In a recent decision, the government has placed domestic and commercial consumers at the forefront of gas supply priorities, relegating industrial users to the last position.
The Federal Ministry of Energy and the Petroleum Division has amended the priority order list for gas supply, now designating captive power units as the lowest priority. According to the notification, industries will be categorized with CNG and the cement industry as third and final in the priority list. This means that during periods of gas shortages, particularly in winter, the first priority will go to domestic and commercial consumers, followed by special commercial and processing industries. Fertilizer factories and the power sector will receive the second priority, while captive power, cement, and CNG will be last.
The textile industry has expressed grave concerns regarding this amendment, describing it as a threat to its survival and has urged the Special Investment Facilitation Council (SIFC) to take notice. Sources within the textile sector warn that this move could exacerbate the already critical situation, further jeopardizing exports.
The textile industry, which contributes 60% to the country’s exports, is at risk of collapse due to rising production costs, energy shortages, and pressures from the global market.
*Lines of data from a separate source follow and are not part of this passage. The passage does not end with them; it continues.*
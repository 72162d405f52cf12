use crate::errors::NodeError;
use crate::logger::{LogEvent, Logger};
use crate::logln;

/// Monetary and rate quantities (values, impression rates, CPMs)
pub type Money = f64;

/// One segment of supply at any level of the tree (root, layer, tier or leaf node)
///
/// Inputs (values, rates, price bounds, eligible-node counts, ranking data) are fixed at
/// construction. Allocators only write `export_slots`, `desired_avg_impression_rate` and
/// `avg_cost_per_mille`.
///
/// Children are always kept sorted by `average_value` descending. The collection can only be
/// replaced as a whole, which re-sorts it; in-place access never allows reordering.
#[derive(Debug, Clone, PartialEq)]
pub struct AllocationNode {
    name: String,
    average_value: Money,
    export_slots: u32,
    historical_max_impression_rate: Money,
    desired_avg_impression_rate: Money,
    avg_cost_per_mille: Money,
    floor_price: Money,
    price_cap: Money,
    number_of_eligible_nodes: Money,
    experimental_priority_score: f64,
    export_count: f64,
    children: Vec<AllocationNode>,
}

fn check_finite(field: &'static str, value: f64) -> Result<(), NodeError> {
    if value.is_finite() {
        Ok(())
    } else {
        Err(NodeError::NonFinite { field })
    }
}

fn check_non_negative(field: &'static str, value: f64) -> Result<(), NodeError> {
    check_finite(field, value)?;
    if value < 0.0 {
        return Err(NodeError::Negative { field, value });
    }
    Ok(())
}

impl AllocationNode {
    /// Create a node with zero slots, zero desired rate, zero price and no children
    ///
    /// # Arguments
    /// * `name` - Label used in logs and charts
    /// * `average_value` - Relative value score of one unit of this segment's volume
    /// * `historical_max_impression_rate` - Highest sustainable impression rate per slot
    /// * `floor_price` - Lowest acceptable CPM
    /// * `price_cap` - Highest acceptable CPM, must not be below `floor_price`
    /// * `number_of_eligible_nodes` - Ceiling on the slots this node can hold
    pub fn new(
        name: impl Into<String>,
        average_value: Money,
        historical_max_impression_rate: Money,
        floor_price: Money,
        price_cap: Money,
        number_of_eligible_nodes: Money,
    ) -> Result<Self, NodeError> {
        check_finite("average_value", average_value)?;
        check_non_negative("historical_max_impression_rate", historical_max_impression_rate)?;
        check_non_negative("floor_price", floor_price)?;
        check_non_negative("price_cap", price_cap)?;
        check_non_negative("number_of_eligible_nodes", number_of_eligible_nodes)?;
        if floor_price > price_cap {
            return Err(NodeError::FloorAboveCap { floor: floor_price, cap: price_cap });
        }

        Ok(Self {
            name: name.into(),
            average_value,
            export_slots: 0,
            historical_max_impression_rate,
            desired_avg_impression_rate: 0.0,
            avg_cost_per_mille: 0.0,
            floor_price,
            price_cap,
            number_of_eligible_nodes,
            experimental_priority_score: 0.0,
            export_count: 0.0,
            children: Vec::new(),
        })
    }

    /// Node used purely as a container (root or tier) whose own price bounds are irrelevant
    pub fn container(name: impl Into<String>) -> Self {
        Self {
            name: name.into(),
            average_value: 0.0,
            export_slots: 0,
            historical_max_impression_rate: 0.0,
            desired_avg_impression_rate: 0.0,
            avg_cost_per_mille: 0.0,
            floor_price: 0.0,
            price_cap: 0.0,
            number_of_eligible_nodes: 0.0,
            experimental_priority_score: 0.0,
            export_count: 0.0,
            children: Vec::new(),
        }
    }

    pub fn with_export_slots(mut self, export_slots: u32) -> Self {
        self.export_slots = export_slots;
        self
    }

    pub fn with_desired_avg_impression_rate(mut self, rate: Money) -> Result<Self, NodeError> {
        check_non_negative("desired_avg_impression_rate", rate)?;
        self.desired_avg_impression_rate = rate;
        Ok(self)
    }

    pub fn with_avg_cost_per_mille(mut self, cpm: Money) -> Result<Self, NodeError> {
        check_non_negative("avg_cost_per_mille", cpm)?;
        self.avg_cost_per_mille = cpm;
        Ok(self)
    }

    pub fn with_experimental_priority_score(mut self, score: f64) -> Result<Self, NodeError> {
        check_finite("experimental_priority_score", score)?;
        self.experimental_priority_score = score;
        Ok(self)
    }

    pub fn with_export_count(mut self, export_count: f64) -> Result<Self, NodeError> {
        check_non_negative("export_count", export_count)?;
        self.export_count = export_count;
        Ok(self)
    }

    pub fn with_children(mut self, children: Vec<AllocationNode>) -> Self {
        self.set_children(children);
        self
    }

    pub fn name(&self) -> &str { &self.name }
    pub fn average_value(&self) -> Money { self.average_value }
    pub fn export_slots(&self) -> u32 { self.export_slots }
    pub fn historical_max_impression_rate(&self) -> Money { self.historical_max_impression_rate }
    pub fn desired_avg_impression_rate(&self) -> Money { self.desired_avg_impression_rate }
    pub fn avg_cost_per_mille(&self) -> Money { self.avg_cost_per_mille }
    pub fn floor_price(&self) -> Money { self.floor_price }
    pub fn price_cap(&self) -> Money { self.price_cap }
    pub fn number_of_eligible_nodes(&self) -> Money { self.number_of_eligible_nodes }
    pub fn experimental_priority_score(&self) -> f64 { self.experimental_priority_score }
    pub fn export_count(&self) -> f64 { self.export_count }

    /// Slot budget handed down by the caller (or by the allocation of the parent level)
    pub fn set_export_slots(&mut self, export_slots: u32) {
        self.export_slots = export_slots;
    }

    pub fn set_desired_avg_impression_rate(&mut self, rate: Money) {
        self.desired_avg_impression_rate = rate;
    }

    pub fn set_avg_cost_per_mille(&mut self, cpm: Money) {
        self.avg_cost_per_mille = cpm;
    }

    /// Children, most valuable first
    pub fn children(&self) -> &[AllocationNode] {
        &self.children
    }

    /// Replace the children collection, re-establishing the descending value order
    /// The sort is stable, so equally valued children keep the caller's order
    pub fn set_children(&mut self, mut children: Vec<AllocationNode>) {
        children.sort_by(|a, b| b.average_value.total_cmp(&a.average_value));
        self.children = children;
    }

    /// In-place access for allocators; a slice cannot grow, shrink or be re-sorted by value
    pub(crate) fn children_mut(&mut self) -> &mut [AllocationNode] {
        &mut self.children
    }

    pub(crate) fn take_children(&mut self) -> Vec<AllocationNode> {
        std::mem::take(&mut self.children)
    }

    /// Put back children that were taken out with `take_children`, without re-sorting
    pub(crate) fn restore_children(&mut self, children: Vec<AllocationNode>) {
        debug_assert!(children.windows(2).all(|w| w[0].average_value >= w[1].average_value));
        self.children = children;
    }

    /// Mutable access to a whole subtree level, for the orchestrator to walk down the tree
    pub fn child_mut(&mut self, index: usize) -> Option<&mut AllocationNode> {
        self.children.get_mut(index)
    }

    pub fn total_desired_impression_rate(&self) -> Money {
        self.export_slots as f64 * self.desired_avg_impression_rate
    }

    pub fn max_achievable_total_impression_rate(&self) -> Money {
        self.export_slots as f64 * self.historical_max_impression_rate
    }

    pub fn total_desired_spend_rate(&self) -> Money {
        self.total_desired_impression_rate() * self.avg_cost_per_mille
    }

    /// Current slot count of every child, in child order
    pub fn partition(&self) -> Vec<u32> {
        self.children.iter().map(|c| c.export_slots).collect()
    }

    /// Write a partition onto the children's slot counts
    pub(crate) fn assign_partition(&mut self, partition: &[u32]) {
        assert_eq!(partition.len(), self.children.len(), "partition length must match children count");
        for (child, &slots) in self.children.iter_mut().zip(partition) {
            child.export_slots = slots;
        }
    }

    /// Index of the least valuable child holding any slots
    pub fn marginal_child_index(&self) -> Option<usize> {
        self.children.iter().rposition(|c| c.export_slots > 0)
    }

    /// Output one line per child with allocation and pricing fields
    pub fn printout(&self, logger: &mut Logger, event: LogEvent) {
        logln!(logger, event, "{} - slots: {}, desired rate: {:.2}, cpm: {:.4}, children: {}",
            self.name, self.export_slots, self.desired_avg_impression_rate, self.avg_cost_per_mille, self.children.len());
        for (index, child) in self.children.iter().enumerate() {
            if child.export_slots == 0 {
                continue;
            }
            logln!(logger, event, "  [{}] {} value: {:.2}, slots: {} / {}, rate (desired/max): {:.2} / {:.2}, cpm: {:.4} in [{:.2}, {:.2}]",
                index,
                child.name,
                child.average_value,
                child.export_slots,
                child.number_of_eligible_nodes,
                child.desired_avg_impression_rate,
                child.historical_max_impression_rate,
                child.avg_cost_per_mille,
                child.floor_price,
                child.price_cap);
        }
    }
}

#[cfg(test)]
mod tests {
    use super::*;

    fn leaf(name: &str, value: f64) -> AllocationNode {
        AllocationNode::new(name, value, 10.0, 1.0, 2.0, 5.0).unwrap()
    }

    #[test]
    fn test_new_rejects_floor_above_cap() {
        let err = AllocationNode::new("bad", 1.0, 10.0, 3.0, 2.0, 1.0).unwrap_err();
        assert_eq!(err, NodeError::FloorAboveCap { floor: 3.0, cap: 2.0 });
    }

    #[test]
    fn test_new_rejects_negative_and_non_finite() {
        assert!(matches!(
            AllocationNode::new("bad", 1.0, -1.0, 1.0, 2.0, 1.0),
            Err(NodeError::Negative { field: "historical_max_impression_rate", .. })
        ));
        assert!(matches!(
            AllocationNode::new("bad", f64::NAN, 1.0, 1.0, 2.0, 1.0),
            Err(NodeError::NonFinite { field: "average_value" })
        ));
        assert!(matches!(
            AllocationNode::container("tier").with_desired_avg_impression_rate(-5.0),
            Err(NodeError::Negative { .. })
        ));
    }

    #[test]
    fn test_children_sorted_on_assignment() {
        let node = AllocationNode::container("root")
            .with_children(vec![leaf("low", 1.0), leaf("high", 9.0), leaf("mid", 5.0)]);
        let names: Vec<&str> = node.children().iter().map(|c| c.name()).collect();
        assert_eq!(names, vec!["high", "mid", "low"]);
    }

    #[test]
    fn test_sort_is_stable_for_equal_values() {
        let node = AllocationNode::container("root")
            .with_children(vec![leaf("a", 0.0), leaf("b", 3.0), leaf("c", 0.0)]);
        let names: Vec<&str> = node.children().iter().map(|c| c.name()).collect();
        assert_eq!(names, vec!["b", "a", "c"]);
    }

    #[test]
    fn test_derived_quantities() {
        let node = AllocationNode::new("n", 1.0, 50.0, 1.0, 4.0, 10.0).unwrap()
            .with_export_slots(4)
            .with_desired_avg_impression_rate(20.0).unwrap()
            .with_avg_cost_per_mille(3.0).unwrap();
        assert_eq!(node.total_desired_impression_rate(), 80.0);
        assert_eq!(node.max_achievable_total_impression_rate(), 200.0);
        assert_eq!(node.total_desired_spend_rate(), 240.0);
    }

    #[test]
    fn test_marginal_child_index() {
        let mut node = AllocationNode::container("root")
            .with_children(vec![leaf("a", 3.0), leaf("b", 2.0), leaf("c", 1.0)]);
        assert_eq!(node.marginal_child_index(), None);
        node.assign_partition(&[2, 1, 0]);
        assert_eq!(node.marginal_child_index(), Some(1));
        assert_eq!(node.partition(), vec![2, 1, 0]);
    }
}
Textile exporters have warned that a 30% increase in production costs coupled with a 20% decrease in exports places the industry on the brink of disaster, while outstanding refunds amounting to 100 billion rupees remain unpaid.
The industry has appealed to the SIFC for assistance in providing energy subsidies (at $6-7 per MMBTU gas and 5-6 rupees per unit for electricity), financial relief (payment of pending refunds, reduction in customs duties, and exemptions on sales tax for raw materials), and infrastructure support (upgraded textile parks, testing laboratories, and logistics) to help maintain Pakistan’s share in the international market.
The textile sector has called for immediate action to protect the industry and millions of jobs. This includes measures to reduce energy prices, ensure gas availability for captive power, provide interest-free loans for renewable energy, facilitate technology transfer, enhance skills development, and improve market access—all aimed at ensuring economic stability and growth for Pakistan.